Karenanya, kata dia, suatu produk harus memenuhi kriteria SJH. Kriteria tersebut yaitu kebijakan halal, tim manajemen halal, pendidikan dan pelatihan, bahan, produk, fasilitas produksi, prosedur tertulis untuk aktivitas kritis, penanganan produk untuk yang tidak memenuhi kriteria, mampu telusur, internal audit, dan kaji ulang manajemen.
“Maka itu, ketika pertama kita jumpa dengan pelaku usaha yang ingin mendaftarkan usahanya, ada empat prinsip SJH yaitu jujur, kepercayaan, partisipatif, dan absolut,” katanya.
Dalam kesempatan tersebut, Trisyanti menjelaskan proses sertifikasi halal. Berikut Proses sertifikasi halal dalam bentuk diagram alir:
a) Perusahaan yang mengajukan sertifikasi, baik pendaftaran baru, pengembangan (produk/fasilitas) dan perpanjangan, dapat melakukan pendaftaran secara online. melalui website LPPOM MUI (www.halalmui.org) atau langsung ke website : www.e-lppommui.org.
b) Mengisi data pendaftaran : status sertifikasi (baru/pengembangan/perpanjangan), data Sertifikat halal, status SJH (jika ada) dan kelompok produk.
c) Membayar biaya pendaftaran dan biaya akad sertifikasi halal melalui Bendahara LPPOM MUI di email : bendaharalppom@halalmui.org
Komponen biaya akad sertifikasi halal mencakup honor audit, biaya sertifikat halal, biaya penilaian implementasi SJH, dan biaya publikasi majalah Jurnal Halal.

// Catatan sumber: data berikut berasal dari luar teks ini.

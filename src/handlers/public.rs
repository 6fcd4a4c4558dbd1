use std::sync::Arc;

use axum::extract::{Path, Query, State};
use axum::http::StatusCode;
use axum::Json;
use serde::{Deserialize, Serialize};

use crate::db::queries;
use crate::errors::{AppError, BookingError};
use crate::models::{Booking, Service};
use crate::services::booking::{self, Admission, BookingRequest};
use crate::services::notification::{self, Confirmation};
use crate::services::scheduling::available_slots;
use crate::services::validation::{normalize_phone, parse_date};
use crate::state::AppState;

// GET /api/services
pub async fn list_services(
    State(state): State<Arc<AppState>>,
) -> Result<Json<Vec<Service>>, AppError> {
    let services = state
        .db
        .with(|db| queries::list_services(db).map_err(AppError::from))?;
    Ok(Json(services))
}

// GET /api/slots
#[derive(Deserialize)]
pub struct SlotsQuery {
    pub date: Option<String>,
    pub service_code: Option<String>,
}

pub async fn get_slots(
    State(state): State<Arc<AppState>>,
    Query(query): Query<SlotsQuery>,
) -> Result<Json<Vec<String>>, BookingError> {
    let raw_date = query
        .date
        .as_deref()
        .filter(|d| !d.trim().is_empty())
        .ok_or(BookingError::MissingField("date"))?;
    let date = parse_date(raw_date)
        .ok_or_else(|| BookingError::InvalidDate("Date must use the YYYY-MM-DD format.".into()))?;

    let hours = state.hours();

    let (duration, bookings) = state.db.with(|db| -> Result<_, BookingError> {
        let duration = match query.service_code.as_deref().map(str::trim) {
            Some(code) if !code.is_empty() => {
                queries::get_service(db, code)?
                    .filter(|s| s.active)
                    .ok_or_else(|| BookingError::InvalidService(code.to_string()))?
                    .duration_minutes
            }
            _ => i32::try_from(hours.default_duration_minutes)
                .map_err(|e| BookingError::Internal(e.into()))?,
        };
        Ok((duration, queries::get_bookings(db, date)?))
    })?;
    let slots = available_slots(date, duration, &hours, &bookings, state.clock.as_ref());

    Ok(Json(
        slots
            .into_iter()
            .map(|t| t.format("%H:%M").to_string())
            .collect(),
    ))
}

// POST /api/bookings
#[derive(Serialize)]
pub struct CreatedResponse {
    success: bool,
    confirmation_code: String,
    booking: Booking,
    whatsapp: Option<Confirmation>,
    message: String,
}

pub async fn create_booking(
    State(state): State<Arc<AppState>>,
    Json(request): Json<BookingRequest>,
) -> Result<(StatusCode, Json<CreatedResponse>), BookingError> {
    let hours = state.hours();
    let ctx = Admission {
        hours: &hours,
        clock: state.clock.as_ref(),
        phone_country_code: &state.config.phone_country_code,
    };

    let booking = state.db.with(|db| booking::admit(db, &ctx, &request))?;

    // Already committed; a link failure must not fail the request.
    let whatsapp = match notification::confirmation(&booking, &state.config) {
        Ok(c) => Some(c),
        Err(e) => {
            tracing::warn!(error = %e, code = %booking.confirmation_code, "could not build WhatsApp links");
            None
        }
    };

    Ok((
        StatusCode::CREATED,
        Json(CreatedResponse {
            success: true,
            confirmation_code: booking.confirmation_code.clone(),
            booking,
            whatsapp,
            message: "Booking confirmed.".to_string(),
        }),
    ))
}

// GET /api/bookings/:code
pub async fn get_booking(
    State(state): State<Arc<AppState>>,
    Path(code): Path<String>,
) -> Result<Json<Booking>, BookingError> {
    let booking = state.db.with(|db| booking::lookup(db, &code))?;
    Ok(Json(booking))
}

// GET /api/bookings?phone=
#[derive(Deserialize)]
pub struct PhoneQuery {
    pub phone: Option<String>,
}

pub async fn bookings_for_phone(
    State(state): State<Arc<AppState>>,
    Query(query): Query<PhoneQuery>,
) -> Result<Json<Vec<Booking>>, BookingError> {
    let raw = query
        .phone
        .as_deref()
        .filter(|p| !p.trim().is_empty())
        .ok_or(BookingError::MissingField("phone"))?;
    let phone =
        normalize_phone(raw, &state.config.phone_country_code).ok_or(BookingError::InvalidPhone)?;

    let today = state.clock.today();
    let bookings = state.db.with(|db| {
        queries::get_bookings_for_phone(db, &phone, today).map_err(BookingError::from)
    })?;
    Ok(Json(bookings))
}

// POST /api/bookings/:code/cancel
#[derive(Deserialize)]
pub struct CancelRequest {
    pub reason: Option<String>,
}

pub async fn cancel_booking(
    State(state): State<Arc<AppState>>,
    Path(code): Path<String>,
    body: Option<Json<CancelRequest>>,
) -> Result<Json<serde_json::Value>, BookingError> {
    let reason = body.and_then(|Json(b)| b.reason);

    state
        .db
        .with(|db| booking::cancel(db, &code, reason.as_deref(), state.clock.as_ref()))?;

    Ok(Json(serde_json::json!({
        "success": true,
        "message": "Booking cancelled.",
    })))
}
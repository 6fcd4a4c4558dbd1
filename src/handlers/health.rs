use std::sync::Arc;

use axum::extract::State;
use axum::Json;

use crate::state::AppState;

// GET /health
pub async fn health(State(state): State<Arc<AppState>>) -> Json<serde_json::Value> {
    Json(serde_json::json!({
        "status": "ok",
        "timestamp": state.clock.now().format("%Y-%m-%dT%H:%M:%S").to_string(),
    }))
}
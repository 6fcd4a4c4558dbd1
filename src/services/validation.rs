use chrono::NaiveDate;

pub const NAME_MIN_CHARS: usize = 2;
pub const NAME_MAX_CHARS: usize = 100;

pub fn is_valid_name(name: &str) -> bool {
    let len = name.trim().chars().count();
    (NAME_MIN_CHARS..=NAME_MAX_CHARS).contains(&len)
}

/// Reduces a phone number to its national digits and formats it as
/// `(AA) NNNNN-NNNN` (mobile) or `(AA) NNNN-NNNN` (landline). A leading
/// `country_code` is stripped first. Returns `None` unless 10 or 11 digits remain.
pub fn normalize_phone(raw: &str, country_code: &str) -> Option<String> {
    let mut digits: String = raw.chars().filter(|c| c.is_ascii_digit()).collect();

    if digits.len() > 11 && !country_code.is_empty() && digits.starts_with(country_code) {
        digits.drain(..country_code.len());
    }

    match digits.len() {
        11 => Some(format!("({}) {}-{}", &digits[..2], &digits[2..7], &digits[7..])),
        10 => Some(format!("({}) {}-{}", &digits[..2], &digits[2..6], &digits[6..])),
        _ => None,
    }
}

pub fn parse_date(s: &str) -> Option<NaiveDate> {
    NaiveDate::parse_from_str(s.trim(), "%Y-%m-%d").ok()
}

/// `DD/MM/YYYY`, as shown to customers.
pub fn format_date_br(date: NaiveDate) -> String {
    date.format("%d/%m/%Y").to_string()
}

#[cfg(test)]
mod tests {
    use super::*;

    #[test]
    fn test_name_bounds() {
        assert!(!is_valid_name("A"));
        assert!(is_valid_name("Al"));
        assert!(is_valid_name("  Ana  "));
        assert!(is_valid_name(&"x".repeat(100)));
        assert!(!is_valid_name(&"x".repeat(101)));
        assert!(is_valid_name("Zé"));
    }

    #[test]
    fn test_normalize_mobile() {
        assert_eq!(
            normalize_phone("(16) 99745-5195", "55").as_deref(),
            Some("(16) 99745-5195")
        );
        assert_eq!(
            normalize_phone("16997455195", "55").as_deref(),
            Some("(16) 99745-5195")
        );
    }

    #[test]
    fn test_normalize_strips_country_code() {
        assert_eq!(
            normalize_phone("+55 16 99745-5195", "55").as_deref(),
            Some("(16) 99745-5195")
        );
        assert_eq!(
            normalize_phone("551633334444", "55").as_deref(),
            Some("(16) 3333-4444")
        );
    }

    #[test]
    fn test_normalize_landline() {
        assert_eq!(
            normalize_phone("16 3333-4444", "55").as_deref(),
            Some("(16) 3333-4444")
        );
    }

    #[test]
    fn test_normalize_rejects_bad_lengths() {
        assert!(normalize_phone("12345", "55").is_none());
        assert!(normalize_phone("123456789012345", "55").is_none());
        assert!(normalize_phone("", "55").is_none());
        assert!(normalize_phone("abc", "55").is_none());
        // 12 digits without the country code prefix
        assert!(normalize_phone("441633334444", "55").is_none());
    }

    #[test]
    fn test_parse_and_format_date() {
        let date = parse_date("2025-06-16").unwrap();
        assert_eq!(format_date_br(date), "16/06/2025");
        assert!(parse_date("16/06/2025").is_none());
        assert!(parse_date("2025-02-30").is_none());
    }
}
pub mod migrations;
pub mod queries;

use std::sync::{Mutex, PoisonError};
use std::time::Duration;

use anyhow::Context;
use rusqlite::Connection;

use crate::errors::AppError;

const MEMORY_PATH: &str = ":memory:";
const MAX_IDLE: usize = 8;

/// Opens a connection with the pragmas every caller relies on. Does not migrate.
pub fn open(path: &str) -> anyhow::Result<Connection> {
    let conn = Connection::open(path).context("failed to open database")?;

    conn.execute_batch("PRAGMA journal_mode=WAL; PRAGMA foreign_keys=ON;")
        .context("failed to set database pragmas")?;
    conn.busy_timeout(Duration::from_secs(5))
        .context("failed to set busy timeout")?;

    Ok(conn)
}

pub fn init_db(path: &str) -> anyhow::Result<Connection> {
    let conn = open(path)?;
    migrations::run_migrations(&conn)?;
    Ok(conn)
}

enum Source {
    /// An in-memory database lives in exactly one connection.
    Shared(Mutex<Connection>),
    File {
        path: String,
        idle: Mutex<Vec<Connection>>,
    },
}

/// Lends SQLite connections to request handlers. Each caller of a file
/// database gets its own connection, so callers only wait on each other at
/// SQLite's write lock.
pub struct Pool {
    source: Source,
}

impl Pool {
    /// Migrates the database at `path` and keeps the migrating connection idle.
    pub fn open(path: &str) -> anyhow::Result<Self> {
        let conn = init_db(path)?;
        let source = if path == MEMORY_PATH {
            Source::Shared(Mutex::new(conn))
        } else {
            Source::File {
                path: path.to_string(),
                idle: Mutex::new(vec![conn]),
            }
        };
        Ok(Self { source })
    }

    /// Runs `f` with a connection and returns it to the pool afterwards.
    pub fn with<T, E, F>(&self, f: F) -> Result<T, E>
    where
        F: FnOnce(&mut Connection) -> Result<T, E>,
        E: From<AppError>,
    {
        match &self.source {
            Source::Shared(conn) => {
                let mut conn = conn.lock().unwrap_or_else(PoisonError::into_inner);
                f(&mut *conn)
            }
            Source::File { path, idle } => {
                let checked_out = idle
                    .lock()
                    .unwrap_or_else(PoisonError::into_inner)
                    .pop();
                let mut conn = match checked_out {
                    Some(conn) => conn,
                    None => open(path).map_err(AppError::from)?,
                };

                let result = f(&mut conn);

                let mut idle = idle.lock().unwrap_or_else(PoisonError::into_inner);
                if idle.len() < MAX_IDLE {
                    idle.push(conn);
                }
                result
            }
        }
    }
}
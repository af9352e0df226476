//! Roster and registry entry types.

use chrono::{DateTime, SecondsFormat, Utc};

use crate::error::{CoreError, CoreResult};

/// Sentinel stored in the registry's timestamp column to force rotation on
/// the next pass regardless of credential age. Operators set this by hand.
pub const FORCE_ROTATION_SENTINEL: &str = "Rotate Now";

/// One account row from the authoritative roster.
///
/// Roster rows are externally maintained and may be malformed or duplicated;
/// validation and first-occurrence-wins folding happen at reconcile time.
#[derive(Clone, PartialEq, Eq)]
pub struct DirectoryEntry {
    /// Account username as written in the roster (original casing).
    pub username: String,
    /// The account's current portal password.
    pub password: String,
}

impl DirectoryEntry {
    /// Lower-cased username, the identity key used for all matching.
    #[must_use]
    pub fn key(&self) -> String {
        self.username.to_lowercase()
    }

    /// A roster row is usable only when both fields are non-empty.
    #[must_use]
    pub fn is_valid(&self) -> bool {
        !self.username.is_empty() && !self.password.is_empty()
    }
}

impl std::fmt::Debug for DirectoryEntry {
    fn fmt(&self, f: &mut std::fmt::Formatter<'_>) -> std::fmt::Result {
        f.debug_struct("DirectoryEntry")
            .field("username", &self.username)
            .field("password", &"[REDACTED]")
            .finish()
    }
}

/// The last-rotation marker stored in the registry's timestamp column.
#[derive(Debug, Clone, PartialEq, Eq)]
pub enum RotationMarker {
    /// Rotate on the next pass regardless of age.
    ForceNow,
    /// Timestamp of the last successful rotation.
    At(DateTime<Utc>),
}

impl RotationMarker {
    /// Parse the stored cell value: the force sentinel or an RFC 3339
    /// timestamp.
    pub fn parse(value: &str) -> CoreResult<Self> {
        if value == FORCE_ROTATION_SENTINEL {
            return Ok(Self::ForceNow);
        }
        DateTime::parse_from_rfc3339(value)
            .map(|t| Self::At(t.with_timezone(&Utc)))
            .map_err(|e| CoreError::InvalidMarker {
                value: value.to_string(),
                reason: e.to_string(),
            })
    }

    /// Serialize back to the cell representation.
    #[must_use]
    pub fn to_cell_value(&self) -> String {
        match self {
            Self::ForceNow => FORCE_ROTATION_SENTINEL.to_string(),
            Self::At(t) => format_timestamp(*t),
        }
    }

    /// Whether this marker forces rotation.
    #[must_use]
    pub fn is_forced(&self) -> bool {
        matches!(self, Self::ForceNow)
    }
}

/// Canonical cell representation of a rotation timestamp.
#[must_use]
pub fn format_timestamp(t: DateTime<Utc>) -> String {
    t.to_rfc3339_opts(SecondsFormat::Secs, true)
}

/// One account under automated rotation, as read from the registry sheet.
#[derive(Clone, PartialEq, Eq)]
pub struct ManagedEntry {
    /// Lower-cased account username (the registry stores keys, not display
    /// names).
    pub username: String,
    /// Credential currently valid on the portal.
    pub current_credential: String,
    /// Credential that was valid before the last rotation.
    pub previous_credential: String,
    /// When the account was last rotated, or the force sentinel.
    pub last_rotated: RotationMarker,
    /// Data-row index of this entry in the registry sheet. Owned by the
    /// registry: recomputed on every load, never persisted as a value.
    pub position: usize,
}

impl std::fmt::Debug for ManagedEntry {
    fn fmt(&self, f: &mut std::fmt::Formatter<'_>) -> std::fmt::Result {
        f.debug_struct("ManagedEntry")
            .field("username", &self.username)
            .field("current_credential", &"[REDACTED]")
            .field("previous_credential", &"[REDACTED]")
            .field("last_rotated", &self.last_rotated)
            .field("position", &self.position)
            .finish()
    }
}
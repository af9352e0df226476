//! Per-environment rotation engine.
//!
//! Drives one pass over one environment: load the document, validate its
//! structure, reconcile the registry against the roster (one checkpoint),
//! then walk the registry in order rotating every due account. The full
//! document is checkpointed after each successful rotation and before the
//! next account is touched, which bounds crash loss to the single in-flight
//! rotation. A failed account is counted and skipped; it never stops the
//! batch.

use std::collections::HashMap;

use chrono::Utc;
use tracing::{debug, info, warn};
use uuid::Uuid;

use keywheel_core::ColumnLayout;
use keywheel_portal::{rotate_credential, PortalConfig};
use keywheel_sheet::{DocumentHandle, ObjectStore, Workbook};

use crate::error::{RotationError, RotationResult};
use crate::generator::CredentialGenerator;
use crate::policy::RotationPolicy;
use crate::reconciler::reconcile;
use crate::registry;
use crate::report::RotationReport;
use crate::roster::{self, RosterColumns};

/// One environment: its two sheets in the shared document and the portal
/// deployment its accounts live on.
#[derive(Debug, Clone)]
pub struct EnvironmentGroup {
    /// Environment name, for logs and the run report.
    pub name: String,
    /// Roster sheet name (authoritative account list).
    pub roster_sheet: String,
    /// Registry sheet name (system-owned rotation state).
    pub registry_sheet: String,
    /// Portal deployment to rotate against.
    pub portal: PortalConfig,
}

/// Rotation engine for environments sharing one registry document.
pub struct RotationEngine<S> {
    document: DocumentHandle<S>,
    roster_columns: RosterColumns,
    layout: ColumnLayout,
    policy: RotationPolicy,
    generator: CredentialGenerator,
}

impl<S: ObjectStore> RotationEngine<S> {
    /// Build an engine over a document handle.
    pub fn new(
        document: DocumentHandle<S>,
        roster_columns: RosterColumns,
        layout: ColumnLayout,
    ) -> Self {
        Self {
            document,
            roster_columns,
            layout,
            policy: RotationPolicy::new(),
            generator: CredentialGenerator::new(),
        }
    }

    /// Run one full pass for one environment.
    pub async fn run(&self, group: &EnvironmentGroup) -> RotationResult<RotationReport> {
        let run_id = Uuid::new_v4();
        info!(environment = %group.name, %run_id, "starting rotation run");

        let mut workbook = self.document.load().await?;
        roster::validate(&workbook, &group.roster_sheet, &self.roster_columns)?;
        registry::validate(&workbook, &group.registry_sheet, &self.layout)?;

        // Structural sync is one atomic checkpoint, before any rotation.
        let delta = reconcile(
            &mut workbook,
            &group.roster_sheet,
            &self.roster_columns,
            &group.registry_sheet,
            &self.layout,
        )?;
        self.checkpoint(&workbook).await?;

        let entries = registry::load_entries(&workbook, &group.registry_sheet, &self.layout)?;
        let mut report = RotationReport {
            environment: group.name.clone(),
            run_id,
            added: delta.added.len(),
            removed: delta.removed.len(),
            total: entries.len(),
            ..RotationReport::default()
        };

        for entry in entries {
            let now = Utc::now();
            if !self.policy.is_due(&entry.last_rotated, now) {
                debug!(username = %entry.username, "no rotation needed");
                report.skipped += 1;
                continue;
            }

            // Entropy failure is fatal; a portal failure is isolated to the
            // account.
            let new_credential = self.generator.generate()?;
            match rotate_credential(
                &group.portal,
                &entry.username,
                &entry.current_credential,
                &new_credential,
            )
            .await
            {
                Ok(()) => {
                    registry::record_rotation(
                        &mut workbook,
                        &group.registry_sheet,
                        &self.layout,
                        entry.position,
                        &new_credential,
                        now,
                    )?;
                    self.checkpoint(&workbook).await?;
                    info!(username = %entry.username, "rotation complete");
                    report.rotated += 1;
                }
                Err(e) => {
                    warn!(
                        username = %entry.username,
                        auth_failure = e.is_auth_failure(),
                        error = %e,
                        "rotation failed; registry row left unchanged"
                    );
                    report.failed += 1;
                }
            }
        }

        // Propagate current credentials back to the roster sheet so account
        // consumers read the rotated values.
        let credentials: HashMap<String, String> =
            registry::load_entries(&workbook, &group.registry_sheet, &self.layout)?
                .into_iter()
                .map(|e| (e.username.to_lowercase(), e.current_credential))
                .collect();
        let updated = roster::write_back(
            &mut workbook,
            &group.roster_sheet,
            &self.roster_columns,
            &credentials,
        )?;
        self.checkpoint(&workbook).await?;
        if updated > 0 {
            info!(environment = %group.name, updated, "roster credentials refreshed");
        }

        info!(environment = %group.name, %run_id, %report, "rotation run finished");
        Ok(report)
    }

    async fn checkpoint(&self, workbook: &Workbook) -> RotationResult<()> {
        self.document
            .checkpoint(workbook)
            .await
            .map_err(RotationError::Checkpoint)
    }
}
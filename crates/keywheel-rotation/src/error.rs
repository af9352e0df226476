//! Rotation error types.
//!
//! Errors here are fatal for the environment run. Per-account portal
//! failures and per-row roster validation failures are handled where they
//! occur (counted or skipped) and never surface as a `RotationError`.

use keywheel_sheet::SheetError;
use thiserror::Error;

/// Fatal errors for a rotation run.
#[derive(Debug, Error)]
pub enum RotationError {
    /// The OS entropy source failed; credentials cannot be generated safely.
    #[error("secure randomness unavailable: {0}")]
    Entropy(#[from] rand::Error),

    /// A configured sheet is missing from the registry document.
    #[error("sheet {sheet:?} missing from registry document")]
    MissingSheet { sheet: String },

    /// A sheet exists but its structure is not usable (empty, missing
    /// headers).
    #[error("sheet {sheet:?} is invalid: {reason}")]
    SheetFormat { sheet: String, reason: String },

    /// A registry row violates the registry format. The registry is
    /// system-owned, so this indicates corruption.
    #[error("registry sheet {sheet:?} corrupt at row {row}: {reason}")]
    RegistryFormat {
        sheet: String,
        row: usize,
        reason: String,
    },

    /// A valid roster user had no registry entry during write-back, which
    /// cannot happen after a successful reconciliation.
    #[error("roster user {username:?} missing from registry after reconciliation")]
    RosterOutOfSync { username: String },

    /// Loading or manipulating the registry document failed.
    #[error("document operation failed: {0}")]
    Document(#[from] SheetError),

    /// A durability checkpoint failed. The run stops rather than risk
    /// losing the record of a rotation that already happened remotely.
    #[error("checkpoint failed: {0}")]
    Checkpoint(#[source] SheetError),
}

/// Result type for rotation operations.
pub type RotationResult<T> = Result<T, RotationError>;
//! Portal target configuration.

use serde::Deserialize;

/// One portal deployment: the user-facing portal host and its identity
/// management host. Endpoint paths and the XSRF cookie name vary per
/// deployment and are configuration, not protocol.
#[derive(Debug, Clone, Deserialize)]
pub struct PortalConfig {
    /// Portal hostname (e.g. `portal.example.com`), optionally with port.
    pub hostname: String,
    /// Identity-management hostname serving the token exchange.
    pub idm_hostname: String,
    /// URL scheme; production is always `https`.
    #[serde(default = "default_scheme")]
    pub scheme: String,
    /// Per-request timeout in seconds.
    #[serde(default = "default_timeout_secs")]
    pub request_timeout_secs: u64,
    /// Name of the session cookie carrying the XSRF token.
    #[serde(default = "default_xsrf_cookie")]
    pub xsrf_cookie: String,
    /// Endpoint paths.
    #[serde(default)]
    pub endpoints: PortalEndpoints,
}

fn default_scheme() -> String {
    "https".to_string()
}

fn default_timeout_secs() -> u64 {
    30
}

fn default_xsrf_cookie() -> String {
    "PORTAL-XSRF-TOKEN".to_string()
}

/// Paths of the five protocol endpoints plus the post-login landing page
/// used as the token-exchange redirect target.
#[derive(Debug, Clone, Deserialize)]
pub struct PortalEndpoints {
    /// Unauthenticated GET that establishes a fresh session context.
    #[serde(default = "default_session_clear")]
    pub session_clear: String,
    /// Credential-submit POST; returns the short-lived session token.
    #[serde(default = "default_login")]
    pub login: String,
    /// Token-exchange GET on the identity-management host.
    #[serde(default = "default_token_exchange")]
    pub token_exchange: String,
    /// Authenticated landing page, passed as the exchange redirect target.
    #[serde(default = "default_landing")]
    pub landing: String,
    /// Credential-change POST.
    #[serde(default = "default_credential_change")]
    pub credential_change: String,
    /// Logout GET.
    #[serde(default = "default_logout")]
    pub logout: String,
}

impl Default for PortalEndpoints {
    fn default() -> Self {
        Self {
            session_clear: default_session_clear(),
            login: default_login(),
            token_exchange: default_token_exchange(),
            landing: default_landing(),
            credential_change: default_credential_change(),
            logout: default_logout(),
        }
    }
}

fn default_session_clear() -> String {
    "/portal/selfservice/users/loginClear/".to_string()
}

fn default_login() -> String {
    "/portal/login".to_string()
}

fn default_token_exchange() -> String {
    "/login/sessionCookieRedirect".to_string()
}

fn default_landing() -> String {
    "/myportal/".to_string()
}

fn default_credential_change() -> String {
    "/myportal/viewprofile/myprofile/credential".to_string()
}

fn default_logout() -> String {
    "/myportal/logout".to_string()
}

impl PortalConfig {
    /// Base URL of the portal host, no trailing slash.
    #[must_use]
    pub fn portal_base(&self) -> String {
        format!("{}://{}", self.scheme, self.hostname)
    }

    /// Full URL of a path on the portal host.
    #[must_use]
    pub fn portal_url(&self, path: &str) -> String {
        format!("{}{path}", self.portal_base())
    }

    /// Full URL of a path on the identity-management host.
    #[must_use]
    pub fn idm_url(&self, path: &str) -> String {
        format!("{}://{}{path}", self.scheme, self.idm_hostname)
    }
}
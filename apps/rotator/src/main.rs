//! Scheduled rotation runner.
//!
//! Loads configuration, processes every configured environment sequentially,
//! then mails the run summary with the registry document attached. Exits
//! non-zero only when an environment run fails fatally; individual account
//! failures are already counted and logged by the engine.

mod config;

use tracing::{error, info, warn};
use tracing_subscriber::EnvFilter;

use keywheel_notify::Notifier;
use keywheel_rotation::{RotationEngine, RotationReport};
use keywheel_sheet::{DocumentHandle, Locator, ObjectStore, S3ObjectStore};

use crate::config::AppConfig;

#[tokio::main]
async fn main() {
    // Load .env if present
    let _ = dotenvy::dotenv();

    tracing_subscriber::fmt()
        .with_env_filter(
            EnvFilter::try_from_default_env().unwrap_or_else(|_| EnvFilter::new("info")),
        )
        .init();

    let config_path = AppConfig::config_path();
    let mut config = AppConfig::from_file(&config_path).unwrap_or_else(|e| {
        eprintln!("Configuration error: {e}");
        std::process::exit(1);
    });
    config.apply_env_overrides();

    let locator = Locator::parse(&config.document_url).unwrap_or_else(|e| {
        eprintln!("Configuration error: {e}");
        std::process::exit(1);
    });

    let store = S3ObjectStore::from_env().await;
    let engine = RotationEngine::new(
        DocumentHandle::new(store.clone(), locator.clone()),
        config.roster.clone(),
        config.layout,
    );

    info!(document = %locator, environments = config.environments.len(), "starting rotation");

    let mut reports: Vec<RotationReport> = Vec::new();
    let mut fatal = false;
    for group in config.groups() {
        match engine.run(&group).await {
            Ok(report) => {
                info!(%report, "environment finished");
                reports.push(report);
            }
            Err(e) => {
                // Environments are independent; a fatal error in one does
                // not block the others, but the process exits non-zero.
                error!(environment = %group.name, error = %e, "environment run failed");
                fatal = true;
            }
        }
    }

    send_summary(&config, &store, &locator, &reports).await;

    if fatal {
        std::process::exit(1);
    }
}

/// Mail the run summary. Failures here are logged and swallowed: the
/// rotations themselves are already durable.
async fn send_summary(
    config: &AppConfig,
    store: &S3ObjectStore,
    locator: &Locator,
    reports: &[RotationReport],
) {
    let notifier = Notifier::new(config.mail.clone());
    if !notifier.is_enabled() || reports.is_empty() {
        return;
    }

    let attachment = match store.fetch(locator).await {
        Ok(bytes) => bytes,
        Err(e) => {
            warn!(error = %e, "could not fetch registry document for the summary email");
            return;
        }
    };
    let attachment_name = locator
        .key()
        .rsplit('/')
        .next()
        .unwrap_or("registry.json")
        .to_string();

    let body = reports
        .iter()
        .map(ToString::to_string)
        .collect::<Vec<_>>()
        .join("\n");

    let outcome =
        tokio::task::spawn_blocking(move || notifier.send_summary(&body, &attachment_name, &attachment))
            .await;
    match outcome {
        Ok(Ok(())) => {}
        Ok(Err(e)) => warn!(error = %e, "summary notification failed"),
        Err(e) => warn!(error = %e, "summary notification task panicked"),
    }
}
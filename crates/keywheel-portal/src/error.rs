//! Portal protocol error types.

use thiserror::Error;

use crate::session::SessionState;

/// Errors raised while driving the portal credential-change protocol.
///
/// Any error aborts the session for that account; the account's stored
/// credential is only considered changed once the credential-change step
/// has returned success.
#[derive(Debug, Error)]
pub enum PortalError {
    /// The per-account HTTP client could not be constructed.
    #[error("failed to build portal HTTP client: {0}")]
    ClientBuild(String),

    /// Transport-level failure on one protocol step.
    #[error("{step} request failed: {source}")]
    Http {
        step: &'static str,
        #[source]
        source: reqwest::Error,
    },

    /// The portal answered a protocol step with a non-success status.
    #[error("{step} returned HTTP {status}: {body}")]
    UnexpectedStatus {
        step: &'static str,
        status: u16,
        body: String,
    },

    /// Login succeeded at the HTTP level but the response carried no session
    /// token. The portal does this for locked accounts.
    #[error("no session token in login response; the account may be locked")]
    MissingSessionToken,

    /// The XSRF cookie was not present after token exchange, so the
    /// credential-change request cannot be authenticated.
    #[error("cookie {cookie:?} not found in session cookie store")]
    MissingXsrfToken { cookie: String },

    /// A protocol step was invoked out of order.
    #[error("invalid session transition: {from} -> {to}")]
    InvalidTransition {
        from: SessionState,
        to: SessionState,
    },
}

impl PortalError {
    /// Whether this error indicates an authentication problem with the
    /// account itself (bad or expired credential, locked account), as
    /// opposed to a portal or network fault.
    #[must_use]
    pub fn is_auth_failure(&self) -> bool {
        match self {
            Self::MissingSessionToken => true,
            Self::UnexpectedStatus { status, .. } => *status == 401 || *status == 403,
            _ => false,
        }
    }
}

/// Result type for portal protocol operations.
pub type PortalResult<T> = Result<T, PortalError>;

*) Biaya tersebut diluar transportasi dan akomodasi yang ditanggung perusahaan
d) Mengisi dokumen yang dipersyaratkan dalam proses pendaftaran sesuai dengan status pendaftaran (baru/pengembangan/perpanjangan) dan proses bisnis (industri pengolahan, RPH, restoran, dan industri jasa), diantaranya : Manual SJH, Diagram alir proses produksi, data pabrik, data produk, data bahan dan dokumen bahan yang digunakan, serta data matrix produk.
e) Setelah selesai mengisi dokumen yang dipersyaratkan, maka tahap selanjutnya sesuai dengan diagram alir proses sertifikasi halal seperti diatas yaitu pemeriksaan kecukupan dokumen —– Penerbitan Sertifikat Halal.
“Mengenai biaya, kami (LPPOM MUI) ada teknik hitungannya sendiri dan menyesuaikan dengan produknya,” ujar dia.
Ia menandaskan, diantara manfaat penerapan SJH yaitu meningkatkan kepercayaan konsumen untuk membeli produk tersebut, mencegah kasus ketidakhalalan produk bersertifikat halal, memunculkan kesadaran internal perusahaan dan memiliki kesinambungan proses produksi halal.
“Jadi, penetapan halal haramnya adalah komisi fatwa. Bukan auditor. Auditor hanyalah mengumpulkan data. Apabila terjadi ketidaksesuaian, kita kembali lagi melihat ke catatan dokumennya. Karena itu, produsen haru mengakui (jujur) bahan yang digunakan dari awal hingga akhir,” tutupnya.